## Problem to solve:
In the entries below, find the line with "filename crates/memory/src/tid.rs" and the line with "pub fn next_tid()". Reproduce those two lines and every line between them exactly, and nothing more.

(Saved entries)
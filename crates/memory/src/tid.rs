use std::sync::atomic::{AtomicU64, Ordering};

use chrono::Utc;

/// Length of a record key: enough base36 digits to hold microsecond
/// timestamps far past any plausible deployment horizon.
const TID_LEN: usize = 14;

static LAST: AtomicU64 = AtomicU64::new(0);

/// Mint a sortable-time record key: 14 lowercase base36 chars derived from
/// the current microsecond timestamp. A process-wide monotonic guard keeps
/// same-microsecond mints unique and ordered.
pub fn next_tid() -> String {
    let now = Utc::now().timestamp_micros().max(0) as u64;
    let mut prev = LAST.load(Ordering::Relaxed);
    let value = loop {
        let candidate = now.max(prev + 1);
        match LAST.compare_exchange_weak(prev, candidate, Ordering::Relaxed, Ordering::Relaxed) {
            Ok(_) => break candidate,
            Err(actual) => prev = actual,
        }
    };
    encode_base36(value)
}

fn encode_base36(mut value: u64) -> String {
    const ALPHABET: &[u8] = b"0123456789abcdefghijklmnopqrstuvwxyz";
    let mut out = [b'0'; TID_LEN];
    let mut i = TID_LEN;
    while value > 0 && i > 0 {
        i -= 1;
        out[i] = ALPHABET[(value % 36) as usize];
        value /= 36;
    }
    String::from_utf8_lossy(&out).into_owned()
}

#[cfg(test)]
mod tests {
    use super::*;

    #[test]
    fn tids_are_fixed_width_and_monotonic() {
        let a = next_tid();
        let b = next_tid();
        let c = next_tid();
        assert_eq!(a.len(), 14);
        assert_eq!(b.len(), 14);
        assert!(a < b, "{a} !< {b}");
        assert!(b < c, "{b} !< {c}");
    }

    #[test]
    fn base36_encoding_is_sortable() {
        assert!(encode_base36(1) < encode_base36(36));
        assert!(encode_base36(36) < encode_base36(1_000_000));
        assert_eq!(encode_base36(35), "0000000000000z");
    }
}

* * *

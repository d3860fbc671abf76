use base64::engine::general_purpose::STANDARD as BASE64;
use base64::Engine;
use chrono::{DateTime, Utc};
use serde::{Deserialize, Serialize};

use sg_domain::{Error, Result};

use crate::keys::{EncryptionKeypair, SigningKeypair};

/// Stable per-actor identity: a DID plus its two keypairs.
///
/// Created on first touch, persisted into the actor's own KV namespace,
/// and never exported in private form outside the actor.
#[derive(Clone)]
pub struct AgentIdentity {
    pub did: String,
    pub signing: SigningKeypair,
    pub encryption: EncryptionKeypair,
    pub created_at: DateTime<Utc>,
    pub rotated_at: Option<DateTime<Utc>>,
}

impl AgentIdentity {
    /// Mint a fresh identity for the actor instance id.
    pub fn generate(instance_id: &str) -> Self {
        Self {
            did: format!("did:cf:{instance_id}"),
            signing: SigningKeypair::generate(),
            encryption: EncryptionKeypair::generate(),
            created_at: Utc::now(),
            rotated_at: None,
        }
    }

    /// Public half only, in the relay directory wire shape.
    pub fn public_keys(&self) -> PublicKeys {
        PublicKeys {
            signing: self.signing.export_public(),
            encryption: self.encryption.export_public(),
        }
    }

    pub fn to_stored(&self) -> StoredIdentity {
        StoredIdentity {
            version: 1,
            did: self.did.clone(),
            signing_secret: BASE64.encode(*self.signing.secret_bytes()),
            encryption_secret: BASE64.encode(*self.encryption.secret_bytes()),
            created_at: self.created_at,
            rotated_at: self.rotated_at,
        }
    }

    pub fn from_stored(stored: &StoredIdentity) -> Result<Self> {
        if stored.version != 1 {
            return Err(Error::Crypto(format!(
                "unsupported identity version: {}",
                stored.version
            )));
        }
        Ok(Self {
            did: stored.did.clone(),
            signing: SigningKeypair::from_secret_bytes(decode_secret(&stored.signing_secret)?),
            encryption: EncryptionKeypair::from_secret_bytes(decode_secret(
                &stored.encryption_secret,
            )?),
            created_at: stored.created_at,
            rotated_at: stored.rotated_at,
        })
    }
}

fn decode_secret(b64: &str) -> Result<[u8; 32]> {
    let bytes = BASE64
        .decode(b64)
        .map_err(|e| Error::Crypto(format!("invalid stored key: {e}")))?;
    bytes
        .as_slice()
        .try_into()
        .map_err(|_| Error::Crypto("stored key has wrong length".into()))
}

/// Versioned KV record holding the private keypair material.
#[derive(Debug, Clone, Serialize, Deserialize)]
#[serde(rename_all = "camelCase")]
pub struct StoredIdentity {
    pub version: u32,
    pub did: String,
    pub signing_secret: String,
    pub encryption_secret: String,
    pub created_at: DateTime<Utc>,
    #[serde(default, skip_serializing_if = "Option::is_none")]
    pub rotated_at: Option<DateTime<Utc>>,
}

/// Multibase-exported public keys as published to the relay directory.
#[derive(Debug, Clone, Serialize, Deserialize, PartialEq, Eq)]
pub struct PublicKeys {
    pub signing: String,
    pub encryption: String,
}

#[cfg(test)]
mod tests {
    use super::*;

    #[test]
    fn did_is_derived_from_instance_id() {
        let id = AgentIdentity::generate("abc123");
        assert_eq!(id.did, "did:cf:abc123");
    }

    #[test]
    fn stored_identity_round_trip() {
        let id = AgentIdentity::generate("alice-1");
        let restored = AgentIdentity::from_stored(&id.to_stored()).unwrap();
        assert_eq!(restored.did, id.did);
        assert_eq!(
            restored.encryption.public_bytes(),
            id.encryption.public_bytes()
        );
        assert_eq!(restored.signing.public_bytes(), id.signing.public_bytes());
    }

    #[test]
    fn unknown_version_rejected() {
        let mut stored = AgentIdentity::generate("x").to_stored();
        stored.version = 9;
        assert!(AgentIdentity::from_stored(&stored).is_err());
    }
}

---

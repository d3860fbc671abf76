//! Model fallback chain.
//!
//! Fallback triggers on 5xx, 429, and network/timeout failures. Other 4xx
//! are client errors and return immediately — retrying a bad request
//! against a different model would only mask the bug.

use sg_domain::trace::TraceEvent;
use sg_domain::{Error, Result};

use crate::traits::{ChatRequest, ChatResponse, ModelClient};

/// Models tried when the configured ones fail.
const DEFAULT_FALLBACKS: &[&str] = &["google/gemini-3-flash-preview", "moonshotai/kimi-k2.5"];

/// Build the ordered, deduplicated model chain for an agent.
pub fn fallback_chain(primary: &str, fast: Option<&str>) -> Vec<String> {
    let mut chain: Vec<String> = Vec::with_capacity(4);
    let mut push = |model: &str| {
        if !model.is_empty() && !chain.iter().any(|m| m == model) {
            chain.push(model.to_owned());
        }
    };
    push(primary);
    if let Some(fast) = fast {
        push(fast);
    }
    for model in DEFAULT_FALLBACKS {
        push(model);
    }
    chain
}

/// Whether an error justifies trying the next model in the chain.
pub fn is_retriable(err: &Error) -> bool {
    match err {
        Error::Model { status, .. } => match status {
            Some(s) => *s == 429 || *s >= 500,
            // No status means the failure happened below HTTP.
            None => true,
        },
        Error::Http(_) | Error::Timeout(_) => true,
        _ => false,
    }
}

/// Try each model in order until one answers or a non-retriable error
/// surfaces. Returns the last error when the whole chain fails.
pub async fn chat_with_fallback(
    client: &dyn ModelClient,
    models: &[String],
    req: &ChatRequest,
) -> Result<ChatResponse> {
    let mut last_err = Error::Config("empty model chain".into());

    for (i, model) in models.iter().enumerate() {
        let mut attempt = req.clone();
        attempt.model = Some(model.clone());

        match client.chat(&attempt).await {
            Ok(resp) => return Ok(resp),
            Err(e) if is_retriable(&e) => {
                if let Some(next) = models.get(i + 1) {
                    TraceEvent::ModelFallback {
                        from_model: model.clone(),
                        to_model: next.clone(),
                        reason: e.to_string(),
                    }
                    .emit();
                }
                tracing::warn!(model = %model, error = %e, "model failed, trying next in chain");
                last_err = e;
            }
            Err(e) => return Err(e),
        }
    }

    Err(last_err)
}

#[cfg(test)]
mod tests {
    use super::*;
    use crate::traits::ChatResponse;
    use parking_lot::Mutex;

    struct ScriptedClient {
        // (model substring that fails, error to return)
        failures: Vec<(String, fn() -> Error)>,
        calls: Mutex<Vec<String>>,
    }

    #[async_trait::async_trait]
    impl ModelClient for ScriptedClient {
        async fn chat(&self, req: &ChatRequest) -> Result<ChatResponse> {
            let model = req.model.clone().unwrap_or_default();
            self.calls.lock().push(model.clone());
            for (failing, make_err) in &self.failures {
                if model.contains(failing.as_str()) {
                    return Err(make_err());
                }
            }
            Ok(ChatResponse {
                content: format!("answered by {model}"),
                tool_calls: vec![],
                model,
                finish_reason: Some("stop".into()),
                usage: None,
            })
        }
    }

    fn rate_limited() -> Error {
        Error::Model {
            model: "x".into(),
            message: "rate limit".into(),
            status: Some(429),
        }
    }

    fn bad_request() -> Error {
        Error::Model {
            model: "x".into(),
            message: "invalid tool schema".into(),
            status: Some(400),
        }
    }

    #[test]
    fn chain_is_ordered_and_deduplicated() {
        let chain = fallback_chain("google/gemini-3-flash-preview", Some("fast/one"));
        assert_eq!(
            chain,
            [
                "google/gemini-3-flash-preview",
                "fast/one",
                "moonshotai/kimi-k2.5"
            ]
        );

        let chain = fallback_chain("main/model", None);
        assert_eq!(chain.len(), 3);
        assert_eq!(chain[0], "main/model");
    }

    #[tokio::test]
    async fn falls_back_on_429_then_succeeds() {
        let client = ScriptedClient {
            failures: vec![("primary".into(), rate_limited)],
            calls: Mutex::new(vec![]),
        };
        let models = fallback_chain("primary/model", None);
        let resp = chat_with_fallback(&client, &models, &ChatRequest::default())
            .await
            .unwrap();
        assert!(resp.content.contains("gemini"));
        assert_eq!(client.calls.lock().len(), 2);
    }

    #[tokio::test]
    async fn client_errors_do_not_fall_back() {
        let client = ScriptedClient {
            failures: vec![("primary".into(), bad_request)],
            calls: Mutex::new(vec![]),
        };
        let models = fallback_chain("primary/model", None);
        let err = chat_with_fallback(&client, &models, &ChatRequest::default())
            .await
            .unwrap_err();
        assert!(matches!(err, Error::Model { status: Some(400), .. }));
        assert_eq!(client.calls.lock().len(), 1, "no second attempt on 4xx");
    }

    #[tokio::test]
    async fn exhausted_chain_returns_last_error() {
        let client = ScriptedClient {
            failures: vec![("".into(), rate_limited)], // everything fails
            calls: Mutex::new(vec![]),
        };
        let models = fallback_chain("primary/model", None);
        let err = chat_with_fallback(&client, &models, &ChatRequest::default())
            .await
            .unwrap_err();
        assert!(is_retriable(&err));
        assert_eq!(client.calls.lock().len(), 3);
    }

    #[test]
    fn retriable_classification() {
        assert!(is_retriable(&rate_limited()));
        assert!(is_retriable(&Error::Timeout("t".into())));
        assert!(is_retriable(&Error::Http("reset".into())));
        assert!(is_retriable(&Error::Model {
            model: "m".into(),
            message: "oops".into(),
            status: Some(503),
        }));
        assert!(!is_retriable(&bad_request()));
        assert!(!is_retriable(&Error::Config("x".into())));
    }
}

## Output of the exercise:
filename crates/memory/src/tid.rs
use std::sync::atomic::{AtomicU64, Ordering};

use chrono::Utc;

/// Length of a record key: enough base36 digits to hold microsecond
/// timestamps far past any plausible deployment horizon.
const TID_LEN: usize = 14;

static LAST: AtomicU64 = AtomicU64::new(0);

/// Mint a sortable-time record key: 14 lowercase base36 chars derived from
/// the current microsecond timestamp. A process-wide monotonic guard keeps
/// same-microsecond mints unique and ordered.
pub fn next_tid() -> String {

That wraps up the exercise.